**EXERCISE GOAL:** The word "PageInput" occurs in some of the lines below; copy each of those lines.

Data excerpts
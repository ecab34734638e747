//! Dump the layout of decoded pages
//!
//! Reads a JSON array of page inputs (graphics and glyph runs, as produced by
//! a content-stream decoder) and prints the reconstructed layout.
//!
//! Usage:
//!   cargo run --release --bin dump_layout -- pages.json
//!   cargo run --release --bin dump_layout -- --text pages.json
//!   cargo run --release --bin dump_layout -- --summary --strategy simple - < pages.json

use page_oxide::elements::PageInput;
use page_oxide::pipeline::{
    JsonConverter, LayoutAnalyzer, LayoutConfig, OutputConverter, PlainTextConverter,
    ReadingOrderStrategyType,
};
use std::fs::File;
use std::io::{self, BufReader, Read, Write};
use std::path::PathBuf;
use std::time::Instant;

#[derive(Debug, Clone, Copy, PartialEq, Eq)]
enum OutputMode {
    Json,
    Text,
    Summary,
}

struct DumpConfig {
    input: Option<PathBuf>,
    mode: OutputMode,
    pretty: bool,
    indent: bool,
    strategy: ReadingOrderStrategyType,
    max_primitives: Option<usize>,
    verbose: bool,
}

impl DumpConfig {
    fn from_args() -> Result<Self, String> {
        let args: Vec<String> = std::env::args().collect();
        let mut config = Self {
            input: None,
            mode: OutputMode::Json,
            pretty: false,
            indent: false,
            strategy: ReadingOrderStrategyType::Smart,
            max_primitives: LayoutConfig::default().max_primitives,
            verbose: false,
        };

        let mut i = 1;
        while i < args.len() {
            match args[i].as_str() {
                "--text" => config.mode = OutputMode::Text,
                "--json" => config.mode = OutputMode::Json,
                "--summary" => config.mode = OutputMode::Summary,
                "--pretty" => config.pretty = true,
                "--indent" => config.indent = true,
                "--strategy" => {
                    i += 1;
                    config.strategy = match args.get(i).map(String::as_str) {
                        Some("smart") => ReadingOrderStrategyType::Smart,
                        Some("simple") => ReadingOrderStrategyType::Simple,
                        other => return Err(format!("unknown strategy: {:?}", other)),
                    };
                },
                "--max-primitives" => {
                    i += 1;
                    config.max_primitives = match args.get(i).map(String::as_str) {
                        Some("none") => None,
                        Some(n) => Some(n.parse().map_err(|e| format!("--max-primitives: {}", e))?),
                        None => return Err("--max-primitives needs a value".to_string()),
                    };
                },
                "--verbose" | "-v" => config.verbose = true,
                "-" => config.input = None,
                path if !path.starts_with('-') => config.input = Some(PathBuf::from(path)),
                flag => return Err(format!("unknown option: {}", flag)),
            }
            i += 1;
        }
        Ok(config)
    }

    fn layout_config(&self) -> LayoutConfig {
        LayoutConfig::default()
            .with_reading_order(self.strategy)
            .with_max_primitives(self.max_primitives)
    }
}

fn read_pages(input: Option<&PathBuf>) -> page_oxide::Result<Vec<PageInput>> {
    let pages = match input {
        Some(path) => serde_json::from_reader(BufReader::new(File::open(path)?))?,
        None => {
            let mut buffer = String::new();
            io::stdin().read_to_string(&mut buffer)?;
            serde_json::from_str(&buffer)?
        },
    };
    Ok(pages)
}

fn run(config: &DumpConfig) -> page_oxide::Result<()> {
    let start = Instant::now();
    let pages = read_pages(config.input.as_ref())?;
    let analyzer = LayoutAnalyzer::with_config(config.layout_config());
    let layouts = analyzer.analyze_pages(&pages)?;

    if config.verbose {
        eprintln!(
            "Analyzed {} pages in {:.2}ms",
            layouts.len(),
            start.elapsed().as_secs_f64() * 1000.0
        );
    }

    let output = match config.mode {
        OutputMode::Json => {
            let converter = if config.pretty { JsonConverter::new().pretty() } else { JsonConverter::new() };
            let mut json = converter.convert_all(&layouts)?;
            json.push('\n');
            json
        },
        OutputMode::Text => PlainTextConverter::new()
            .with_indent(config.indent)
            .convert_all(&layouts)?,
        OutputMode::Summary => layouts
            .iter()
            .enumerate()
            .map(|(i, layout)| format!("page {}: {}\n", i + 1, layout.summary()))
            .collect(),
    };

    let stdout = io::stdout();
    let mut handle = stdout.lock();
    handle.write_all(output.as_bytes())?;
    handle.flush()?;
    Ok(())
}

fn main() {
    env_logger::init();

    let config = match DumpConfig::from_args() {
        Ok(config) => config,
        Err(e) => {
            eprintln!("Error: {}", e);
            eprintln!(
                "Usage: dump_layout [--json|--text|--summary] [--pretty] [--indent] \
                 [--strategy smart|simple] [--max-primitives N|none] [-v] [FILE|-]"
            );
            std::process::exit(2);
        },
    };

    if let Err(e) = run(&config) {
        eprintln!("Error: {}", e);
        std::process::exit(1);
    }
}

**OUTPUT:**
use page_oxide::elements::PageInput;
fn read_pages(input: Option<&PathBuf>) -> page_oxide::Result<Vec<PageInput>> {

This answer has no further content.